Non-small cell lung cancer (NSCLC) is the most prevalent type of
lung cancer. However, there has been little improvement in its cure rate in the last 30 years, due to its intricate heterogeneity and drug resistance. Accumulating evidences have demonstrated that dysregulation of
calcium (Ca2+) homeostasis contributes to
oncogenesis and promotes
tumor development. Inhibitors of Ca2+ channels/transporters to restore intracellular Ca2+ level were found to arrest
tumor cell division, induce apoptosis, and suppress
tumor growth both in vitro and in vivo.
Dolutegravir (DTG), which is a first-line drug for
Acquired Immune Deficiency Syndrome (
AIDs) treatment, has been shown to increase intracellular Ca2+ levels and
Reactive oxygen species (ROS) levels in human erythrocytes, leading to suicidal erythrocyte death or eryptosis. To explore the potential of DTG as an
antitumor agent, we have designed and synthesized a panel of compounds based on the principle of biologically active substructure splicing of DTG. Our data demonstrated that 7-methoxy-4-methyl-6,8-dioxo-N-(3-(1-(2-(trifluoromethyl)phenyl)-1H-1,2,3-triazol-4-yl)phenyl)-3,4,6,8,12,12a-hexahydro-2H-pyrido[1',2':4,5]pyrazino[2,1-b][1,3]oxazine-9-carboxamide (DTHP), a novel derivative of DTG, strongly inhibited the colony-forming ability and proliferation of NSCLC cells, but displayed no cytotoxicity to normal lung cells.

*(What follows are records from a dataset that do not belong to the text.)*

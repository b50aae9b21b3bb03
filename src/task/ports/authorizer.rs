//! Port for delegated permission checks.
//!
//! The engine never resolves roles itself: it receives an authenticated
//! caller and asks an external authorizer whether that caller holds a
//! capability on a project.

use crate::task::domain::{ProjectId, UserId};
use async_trait::async_trait;
use serde::{Deserialize, Serialize};
use std::fmt;
use std::sync::Arc;
use thiserror::Error;

/// Result type for authorizer operations.
pub type AuthorizerResult<T> = Result<T, AuthorizerError>;

/// Already-authenticated caller principal.
#[derive(Debug, Clone, Copy, PartialEq, Eq, Hash, Serialize, Deserialize)]
pub struct Caller {
    user_id: UserId,
}

impl Caller {
    /// Creates a caller principal.
    #[must_use]
    pub const fn new(user_id: UserId) -> Self {
        Self { user_id }
    }

    /// Returns the caller's user identifier.
    #[must_use]
    pub const fn user_id(&self) -> UserId {
        self.user_id
    }
}

/// Capabilities the task service gates its operations on.
#[derive(Debug, Clone, Copy, PartialEq, Eq, Hash, Serialize, Deserialize)]
#[serde(rename_all = "snake_case")]
pub enum Capability {
    /// Read tasks, schedules, and workload.
    ViewTasks,
    /// Create tasks.
    CreateTask,
    /// Edit task fields and move tasks through the state machine.
    EditTask,
    /// Soft-delete tasks.
    DeleteTask,
    /// Add and remove dependency edges.
    ManageDependencies,
    /// Assign and unassign users.
    AssignUsers,
    /// Reopen completed tasks.
    ReopenTask,
}

impl Capability {
    /// Every capability, for blanket grants in tests and tooling.
    pub const ALL: [Self; 7] = [
        Self::ViewTasks,
        Self::CreateTask,
        Self::EditTask,
        Self::DeleteTask,
        Self::ManageDependencies,
        Self::AssignUsers,
        Self::ReopenTask,
    ];

    /// Returns the canonical storage representation.
    #[must_use]
    pub const fn as_str(self) -> &'static str {
        match self {
            Self::ViewTasks => "view_tasks",
            Self::CreateTask => "create_task",
            Self::EditTask => "edit_task",
            Self::DeleteTask => "delete_task",
            Self::ManageDependencies => "manage_dependencies",
            Self::AssignUsers => "assign_users",
            Self::ReopenTask => "reopen_task",
        }
    }
}

impl fmt::Display for Capability {
    fn fmt(&self, f: &mut fmt::Formatter<'_>) -> fmt::Result {
        f.write_str(self.as_str())
    }
}

/// Delegated permission-check contract.
#[async_trait]
pub trait Authorizer: Send + Sync {
    /// Returns whether the caller holds the capability on the project.
    async fn is_allowed(
        &self,
        caller: &Caller,
        project_id: ProjectId,
        capability: Capability,
    ) -> AuthorizerResult<bool>;
}

/// Errors returned by authorizer implementations.
#[derive(Debug, Clone, Error)]
pub enum AuthorizerError {
    /// The permission backend could not be consulted.
    #[error("authorization backend error: {0}")]
    Backend(Arc<dyn std::error::Error + Send + Sync>),
}

impl AuthorizerError {
    /// Wraps a backend error.
    pub fn backend(err: impl std::error::Error + Send + Sync + 'static) -> Self {
        Self::Backend(Arc::new(err))
    }
}
//! Adapter implementations of the task ports.

pub mod memory;
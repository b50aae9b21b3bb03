//! Port contracts for task persistence, graph maintenance, assignments,
//! and permission checks.
//!
//! Ports define infrastructure-agnostic interfaces used by task services.

pub mod authorizer;
pub mod graph;
pub mod ledger;
pub mod store;

pub use authorizer::{Authorizer, AuthorizerError, AuthorizerResult, Caller, Capability};
pub use graph::{DependencyGraph, DependencyGraphError, DependencyGraphResult};
pub use ledger::{AssignmentLedger, AssignmentLedgerError, AssignmentLedgerResult};
pub use store::{
    PageRequest, SortDirection, SortField, TaskFilter, TaskPage, TaskSort, TaskStore,
    TaskStoreError, TaskStoreResult,
};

DTHP treatment also induced apoptosis and upregulate intracellular Ca2+ level in NSCLC cells significantly. Inhibiting Ca2+ signaling alleviated DTHP-induced apoptosis, suggesting the perturbation of intracellular Ca2+ is responsible for DTHP-induced apoptosis. We further discovered that DTHP activates AMPK signaling pathway through binding to SERCA, a Ca2+-
ATPase. On the other hand, DTHP treatment promoted mitochondrial ROS production, causing
mitochondrial dysfunction and cell death. Finally, DTHP effectively inhibited
tumor growth in the mouse xenograft model of
lung cancer with low toxicity to normal organs. Taken together, our work identified DTHP as a superior
antitumor agent, which will provide a novel strategy for the treatment of NSCLC with potential clinical application.